Yet smartphones have made everyone think they’re a photographer these days. So it’s entirely possible that the shots you take on that smartphone (or with your digital camera of choice) could put a little money in your pocket, whether you consider yourself a pro-photog or not.

I’m not talking about active photography jobs like shooting weddings, sports, food, fashion, babies, or pictures of tech products. Leave that to the pros. I’m talking about passive income, where you monetarily benefit from digital pictures that would otherwise just be taking up space on a digital drive. The best way to do that: sell your images as stock photography.

What Is Stock Photography?

Since the 1920s, stock photography has been around to provide photos for all sorts of media: print publications, websites, newsletters, you name it. Generally, the person who publishes the photo pays a fee for a license to use the image, be it a few cents or several hundred dollars.

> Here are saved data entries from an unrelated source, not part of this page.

//! API v0 endpoints.
//!
//! Version 0 signals an unstable API; breaking changes are expected.

use axum::{
    Json,
    extract::{Query, State},
    http::StatusCode,
};
use time::OffsetDateTime;
use time::format_description::well_known::Rfc3339;
use utoipa_axum::{router::OpenApiRouter, routes};

use super::server::SharedState;
use crate::api_client::types::{
    DeviceSnapshot, EventRecord, EventsQuery, HistoryBucket, HistoryQuery, HistoryRange,
};

/// Build the v0 API routes with OpenAPI metadata.
pub fn routes() -> OpenApiRouter<SharedState> {
    OpenApiRouter::new()
        .routes(routes!(health))
        .routes(routes!(get_events))
        .routes(routes!(get_devices))
        .routes(routes!(get_history))
}

/// Health check endpoint.
#[utoipa::path(
    get,
    path = "/health",
    tag = "health",
    responses(
        (status = OK, description = "Server is running", body = String),
    ),
)]
async fn health() -> &'static str {
    "OK"
}

/// Return the most recent audit records, oldest first.
#[utoipa::path(
    get,
    path = "/events",
    tag = "events",
    params(EventsQuery),
    responses(
        (status = OK, description = "Recent audit records", body = Vec<EventRecord>),
    ),
)]
async fn get_events(
    State(state): State<SharedState>,
    Query(query): Query<EventsQuery>,
) -> Json<Vec<EventRecord>> {
    Json(state.events.latest(query.limit()))
}

/// Return the last known device presence and actuator states.
#[utoipa::path(
    get,
    path = "/devices",
    tag = "devices",
    responses(
        (status = OK, description = "Current device state", body = DeviceSnapshot),
    ),
)]
async fn get_devices(State(state): State<SharedState>) -> Json<DeviceSnapshot> {
    Json(state.device_snapshot())
}

/// Return per-bucket averages of stored samples, oldest bucket first.
#[utoipa::path(
    get,
    path = "/history",
    tag = "history",
    params(HistoryQuery),
    responses(
        (status = OK, description = "Averaged readings", body = Vec<HistoryBucket>),
        (status = BAD_REQUEST, description = "Unknown range or malformed time"),
    ),
)]
async fn get_history(
    State(state): State<SharedState>,
    Query(query): Query<HistoryQuery>,
) -> Result<Json<Vec<HistoryBucket>>, StatusCode> {
    let range = match query.range.as_deref() {
        Some(range) => range
            .parse::<HistoryRange>()
            .map_err(|_| StatusCode::BAD_REQUEST)?,
        None => HistoryRange::default(),
    };
    let at = match query.time.as_deref() {
        Some(time) => {
            OffsetDateTime::parse(time, &Rfc3339).map_err(|_| StatusCode::BAD_REQUEST)?
        }
        None => OffsetDateTime::now_utc(),
    };
    Ok(Json(state.history.aggregate(range, at)))
}

#[cfg(test)]
mod tests {
    use std::collections::BTreeMap;
    use std::sync::Arc;

    use axum::body::Body;
    use axum::http::{Request, StatusCode};
    use http_body_util::BodyExt;
    use serde_json::Map;
    use time::macros::datetime;
    use tokio::sync::watch;
    use tower::ServiceExt;

    use super::*;
    use crate::api::router;
    use crate::event_log::{EventLog, RecentEvents};
    use crate::history::{SampleHistory, SampleRecord, SampleStore};

    async fn get(state: SharedState, uri: &str) -> (StatusCode, Vec<u8>) {
        let response = router(state)
            .oneshot(Request::builder().uri(uri).body(Body::empty()).unwrap())
            .await
            .unwrap();
        let status = response.status();
        let body = response.into_body().collect().await.unwrap().to_bytes();
        (status, body.to_vec())
    }

    fn state() -> (SharedState, watch::Sender<DeviceSnapshot>) {
        let (tx, devices) = watch::channel(DeviceSnapshot::default());
        let state = SharedState {
            events: Arc::new(RecentEvents::new(100)),
            history: Arc::new(SampleHistory::new(100)),
            devices,
        };
        (state, tx)
    }

    #[tokio::test]
    async fn health_returns_ok() {
        let (state, _tx) = state();
        let (status, body) = get(state, "/api/v0/health").await;
        assert_eq!(status, StatusCode::OK);
        assert_eq!(body, b"OK");
    }

    #[tokio::test]
    async fn events_default_to_latest_fifty() {
        let (state, _tx) = state();
        for _ in 0..60 {
            state
                .events
                .append("ALERT_TEMP_HIGH", &Map::new())
                .await
                .unwrap();
        }

        let (status, body) = get(state, "/api/v0/events").await;
        assert_eq!(status, StatusCode::OK);
        let records: Vec<EventRecord> = serde_json::from_slice(&body).unwrap();
        assert_eq!(records.len(), 50);
        assert_eq!(records[0].seq, 11);
        assert_eq!(records[49].seq, 60);
    }

    #[tokio::test]
    async fn events_honor_limit() {
        let (state, _tx) = state();
        state.events.append("DEVICE_ONLINE", &Map::new()).await.unwrap();
        state.events.append("LIGHT_ON", &Map::new()).await.unwrap();

        let (_, body) = get(state, "/api/v0/events?limit=1").await;
        let records: Vec<EventRecord> = serde_json::from_slice(&body).unwrap();
        assert_eq!(records.len(), 1);
        assert_eq!(records[0].event_type, "LIGHT_ON");
    }

    #[tokio::test]
    async fn events_reject_bad_limit() {
        let (state, _tx) = state();
        let (status, _) = get(state, "/api/v0/events?limit=many").await;
        assert_eq!(status, StatusCode::BAD_REQUEST);
    }

    #[tokio::test]
    async fn devices_reflect_latest_snapshot() {
        let (state, tx) = state();
        tx.send_replace(DeviceSnapshot {
            online: Some(true),
            actuators: BTreeMap::from([("light".to_string(), "on".to_string())]),
        });

        let (status, body) = get(state, "/api/v0/devices").await;
        assert_eq!(status, StatusCode::OK);
        let snapshot: DeviceSnapshot = serde_json::from_slice(&body).unwrap();
        assert_eq!(snapshot.online, Some(true));
        assert_eq!(snapshot.actuators["light"], "on");
    }

    #[tokio::test]
    async fn history_averages_per_minute_bucket() {
        let (state, _tx) = state();
        for (second, temperature) in [(5, 24.0), (50, 26.0)] {
            let at = datetime!(2025-03-10 11:45 UTC) + time::Duration::seconds(second);
            let values = BTreeMap::from([("temperature".to_string(), temperature)]);
            state
                .history
                .save(&SampleRecord::new(at, values))
                .await
                .unwrap();
        }

        let (status, body) = get(state, "/api/v0/history?range=1h&time=2025-03-10T12:00:00Z").await;
        assert_eq!(status, StatusCode::OK);
        let buckets: Vec<HistoryBucket> = serde_json::from_slice(&body).unwrap();
        assert_eq!(buckets.len(), 1);
        assert_eq!(buckets[0].time_bucket, "2025-03-10T11:45:00Z");
        assert_eq!(buckets[0].samples, 2);
        assert_eq!(buckets[0].averages["temperature"], 25.0);
    }

    #[tokio::test]
    async fn history_defaults_to_last_day() {
        let (state, _tx) = state();
        let (status, body) = get(state, "/api/v0/history").await;
        assert_eq!(status, StatusCode::OK);
        assert_eq!(body, b"[]");
    }

    #[tokio::test]
    async fn history_rejects_bad_query() {
        let (state, _tx) = state();
        let (status, _) = get(state.clone(), "/api/v0/history?range=2w").await;
        assert_eq!(status, StatusCode::BAD_REQUEST);
        let (status, _) = get(state, "/api/v0/history?time=yesterday").await;
        assert_eq!(status, StatusCode::BAD_REQUEST);
    }

    #[tokio::test]
    async fn openapi_document_lists_routes() {
        let (state, _tx) = state();
        let (status, body) = get(state, "/api-docs/openapi.json").await;
        assert_eq!(status, StatusCode::OK);
        let doc: serde_json::Value = serde_json::from_slice(&body).unwrap();
        for path in [
            "/api/v0/health",
            "/api/v0/events",
            "/api/v0/devices",
            "/api/v0/history",
        ] {
            assert!(doc["paths"].get(path).is_some(), "missing {path}");
        }
    }
}
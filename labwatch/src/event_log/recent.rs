use std::collections::VecDeque;

use async_trait::async_trait;
use parking_lot::Mutex;
use serde_json::{Map, Value};

use super::{EventLog, EventLogError, EventRecord};

/// Bounded in-memory log of the most recent records.
///
/// Backs the status API. Once full, the oldest record is evicted.
#[derive(Debug)]
pub struct RecentEvents {
    capacity: usize,
    inner: Mutex<Inner>,
}

#[derive(Debug, Default)]
struct Inner {
    next_seq: u64,
    records: VecDeque<EventRecord>,
}

impl RecentEvents {
    pub fn new(capacity: usize) -> Self {
        Self {
            capacity: capacity.max(1),
            inner: Mutex::new(Inner {
                next_seq: 1,
                records: VecDeque::with_capacity(capacity.max(1)),
            }),
        }
    }

    /// Up to `limit` records, oldest first.
    pub fn latest(&self, limit: usize) -> Vec<EventRecord> {
        let inner = self.inner.lock();
        let skip = inner.records.len().saturating_sub(limit);
        inner.records.iter().skip(skip).cloned().collect()
    }

    pub fn len(&self) -> usize {
        self.inner.lock().records.len()
    }

    pub fn is_empty(&self) -> bool {
        self.len() == 0
    }

    fn push(&self, event_type: &str, details: &Map<String, Value>) {
        let mut inner = self.inner.lock();
        let record = EventRecord::new(inner.next_seq, event_type, details.clone());
        inner.next_seq += 1;
        if inner.records.len() == self.capacity {
            inner.records.pop_front();
        }
        inner.records.push_back(record);
    }
}

#[async_trait]
impl EventLog for RecentEvents {
    async fn append(
        &self,
        event_type: &str,
        details: &Map<String, Value>,
    ) -> Result<(), EventLogError> {
        self.push(event_type, details);
        Ok(())
    }

    fn name(&self) -> &str {
        "recent"
    }
}

#[cfg(test)]
mod tests {
    use serde_json::json;

    use super::*;

    fn details(v: Value) -> Map<String, Value> {
        v.as_object().cloned().unwrap()
    }

    #[tokio::test]
    async fn should_number_records_in_order() {
        let log = RecentEvents::new(10);
        log.append("LIGHT_ON", &details(json!({"state": "on"})))
            .await
            .unwrap();
        log.append("LIGHT_OFF", &details(json!({"state": "off"})))
            .await
            .unwrap();

        let records = log.latest(10);
        assert_eq!(records.len(), 2);
        assert_eq!(records[0].seq, 1);
        assert_eq!(records[0].event_type, "LIGHT_ON");
        assert_eq!(records[1].seq, 2);
        assert_eq!(records[1].details["state"], "off");
    }

    #[tokio::test]
    async fn should_evict_oldest_when_full() {
        let log = RecentEvents::new(3);
        for i in 0..5 {
            log.append("ALERT_GAS_HIGH", &details(json!({ "gas_level": i })))
                .await
                .unwrap();
        }

        let records = log.latest(10);
        assert_eq!(records.len(), 3);
        assert_eq!(records[0].seq, 3);
        assert_eq!(records[2].seq, 5);
    }

    #[tokio::test]
    async fn should_limit_to_newest() {
        let log = RecentEvents::new(10);
        for _ in 0..4 {
            log.append("DEVICE_ONLINE", &Map::new()).await.unwrap();
        }

        let records = log.latest(2);
        assert_eq!(
            records.iter().map(|r| r.seq).collect::<Vec<_>>(),
            vec![3, 4]
        );
    }

    #[test]
    fn should_start_empty() {
        let log = RecentEvents::new(0);
        assert!(log.is_empty());
        assert!(log.latest(5).is_empty());
    }
}
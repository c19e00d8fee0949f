//! Command-line interface for labwatch.
//!
//! This binary queries the daemon's status API.

use std::env;

use anyhow::{Context, Result, bail};

use labwatch::api_client::{
    self,
    types::{DEFAULT_EVENT_LIMIT, HistoryRange},
};

#[tokio::main]
async fn main() -> Result<()> {
    let args: Vec<String> = env::args().collect();

    if args.len() < 2 {
        eprintln!("Usage: labwatch-cli <command>");
        eprintln!();
        eprintln!("Commands:");
        eprintln!("  status       Show service health and device state");
        eprintln!("  events [N]   Show the N most recent events (default: {DEFAULT_EVENT_LIMIT})");
        eprintln!("  history [R]  Show averaged readings over 1h, 24h, 7d or 30d (default: 24h)");
        eprintln!();
        eprintln!("Environment:");
        eprintln!(
            "  LABWATCH_API_URL    API base URL (default: {})",
            api_client::DEFAULT_BASE_URL
        );
        std::process::exit(1);
    }

    let command = &args[1];

    match command.as_str() {
        "status" => cmd_status().await?,
        "events" => {
            let limit = match args.get(2) {
                Some(n) => n
                    .parse()
                    .with_context(|| format!("invalid event count: {n}"))?,
                None => DEFAULT_EVENT_LIMIT,
            };
            cmd_events(limit).await?
        }
        "history" => {
            let range = match args.get(2) {
                Some(r) => r
                    .parse()
                    .with_context(|| format!("invalid range: {r}"))?,
                None => HistoryRange::default(),
            };
            cmd_history(range).await?
        }
        _ => {
            eprintln!("Unknown command: {}", command);
            eprintln!("Run without arguments to see usage.");
            std::process::exit(1);
        }
    }

    Ok(())
}

/// Build an API client, honoring LABWATCH_API_URL if set.
fn make_client() -> api_client::Client {
    match env::var("LABWATCH_API_URL") {
        Ok(url) => api_client::Client::with_base_url(url),
        Err(_) => api_client::Client::new(),
    }
}

/// Print service health and the last known device state.
async fn cmd_status() -> Result<()> {
    let client = make_client();
    let health = client.get_health().await?;
    if health.trim() != "OK" {
        bail!("service unhealthy: {health}");
    }
    let devices = client.get_devices().await?;

    println!("Service: OK");
    let presence = match devices.online {
        Some(true) => "online",
        Some(false) => "offline",
        None => "unknown",
    };
    println!("Device:  {presence}");

    if devices.actuators.is_empty() {
        println!("Actuators: (no reports yet)");
    } else {
        println!("Actuators:");
        for (name, state) in &devices.actuators {
            println!("  - {name}: {state}");
        }
    }

    Ok(())
}

/// Print recent audit records, oldest first.
async fn cmd_events(limit: usize) -> Result<()> {
    let client = make_client();
    let events = client.get_events(limit).await?;

    if events.is_empty() {
        println!("No events recorded.");
        return Ok(());
    }

    for event in &events {
        let details = serde_json::Value::Object(event.details.clone());
        println!(
            "{:>5}  {}  {:<18} {}",
            event.seq, event.recorded_at, event.event_type, details
        );
    }

    Ok(())
}

/// Print one line per bucket with the averaged readings.
async fn cmd_history(range: HistoryRange) -> Result<()> {
    let client = make_client();
    let buckets = client.get_history(range).await?;

    if buckets.is_empty() {
        println!("No samples in the last {range}.");
        return Ok(());
    }

    for bucket in &buckets {
        let averages: Vec<String> = bucket
            .averages
            .iter()
            .map(|(key, value)| format!("{key}={value:.1}"))
            .collect();
        println!(
            "{}  {:>5}  {}",
            bucket.time_bucket,
            bucket.samples,
            averages.join(" ")
        );
    }

    Ok(())
}
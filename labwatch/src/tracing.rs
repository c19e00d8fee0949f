//! Logging setup and the prelude used by the rest of the crate.
//!
//! Modules pull the macros in with `use crate::tracing::prelude::*;` so
//! the subscriber choice lives in exactly one place.

use std::env;

use time::macros::format_description;
use tracing_subscriber::{
    EnvFilter, fmt::time::LocalTime, layer::SubscriberExt, util::SubscriberInitExt,
};

pub mod prelude {
    pub use ::tracing::{debug, error, info, trace, warn};
}

const DEFAULT_FILTER: &str = "info";

/// Install the global subscriber.
///
/// Under systemd (`JOURNAL_STREAM` set) events go to the journal;
/// otherwise they are written to stderr with local timestamps. The
/// filter comes from `RUST_LOG`, falling back to `info`.
pub fn init() {
    let filter =
        EnvFilter::try_from_default_env().unwrap_or_else(|_| EnvFilter::new(DEFAULT_FILTER));

    let journald = if env::var_os("JOURNAL_STREAM").is_some() {
        tracing_journald::layer().ok()
    } else {
        None
    };

    let fmt = if journald.is_none() {
        let timer = LocalTime::new(format_description!(
            "[year]-[month]-[day] [hour]:[minute]:[second].[subsecond digits:3]"
        ));
        Some(
            tracing_subscriber::fmt::layer()
                .with_timer(timer)
                .with_writer(std::io::stderr),
        )
    } else {
        None
    };

    tracing_subscriber::registry()
        .with(filter)
        .with(journald)
        .with(fmt)
        .init();
}
//! Change detection for the device control channel.
//!
//! Presence and actuator updates are rare and not noisy, so they are not
//! debounced. Each tracker only remembers the last state it saw and
//! reports a value when it differs.

use std::collections::BTreeMap;

use serde::{Deserialize, Serialize};
use utoipa::ToSchema;

/// Last known device presence. `None` until the first report.
#[derive(Debug, Default)]
pub struct OnlineTracker {
    last: Option<bool>,
}

impl OnlineTracker {
    /// Returns the new presence if it differs from the last known one.
    /// The first report after startup is always a transition.
    pub fn observe(&mut self, online: bool) -> Option<bool> {
        if self.last == Some(online) {
            return None;
        }
        self.last = Some(online);
        Some(online)
    }

    pub fn current(&self) -> Option<bool> {
        self.last
    }
}

/// Last known state of each tracked actuator.
#[derive(Debug)]
pub struct ActuatorTracker {
    states: BTreeMap<String, Option<String>>,
}

impl ActuatorTracker {
    pub fn new<I, S>(actuators: I) -> Self
    where
        I: IntoIterator<Item = S>,
        S: Into<String>,
    {
        Self {
            states: actuators.into_iter().map(|a| (a.into(), None)).collect(),
        }
    }

    /// Record `state` for `actuator`. Returns true if it changed.
    /// Untracked actuators are ignored.
    pub fn observe(&mut self, actuator: &str, state: &str) -> bool {
        let Some(last) = self.states.get_mut(actuator) else {
            return false;
        };
        if last.as_deref() == Some(state) {
            return false;
        }
        *last = Some(state.to_string());
        true
    }

    /// Known states, skipping actuators not yet reported.
    pub fn snapshot(&self) -> BTreeMap<String, String> {
        self.states
            .iter()
            .filter_map(|(name, state)| state.clone().map(|s| (name.clone(), s)))
            .collect()
    }
}

/// Device presence and actuator states, as exposed by the status API.
#[derive(Debug, Clone, Default, PartialEq, Eq, Deserialize, Serialize, ToSchema)]
pub struct DeviceSnapshot {
    /// `None` until the device has reported its presence.
    pub online: Option<bool>,
    pub actuators: BTreeMap<String, String>,
}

It was a lot cheaper than having photographers on staff back in the day, with all the overhead they’d need for developing photos. (Unlike today when you take a shot and can edit it in seconds.)

Publishers used to find images in catalogs, then on CDs; now all the stock photography providers are online.

While there are a few major stock photography outlets—Getty Images is the 800-pound gorilla in this space—there are also plenty of what’s called microstock outlets. These sites are hungry for new content that meets its needs, and that’s where you come in. A microstock agency that accepts images you offer would then market those images in its database, and if anyone wants to use it, they have to pay the agency. You get a share of that—sometimes a hefty share, if the terms are right.

Remember this is passive income. It’s not all that passive up front, considering the work it takes to upload images to sites with all the right metadata. You have to send them one image at a time with all the information that’s pertinent. And if you’re going to be successful, the more images you offer (that get accepted) the better. But you can’t count on making money quick.

Are you going to make millions? Unlikely, unless you’re the best of the best, in which case you’d be doing gallery openings and shooting magazine covers. You probably won’t even make enough for coffee once a month. But sometimes people get lucky with a single shot.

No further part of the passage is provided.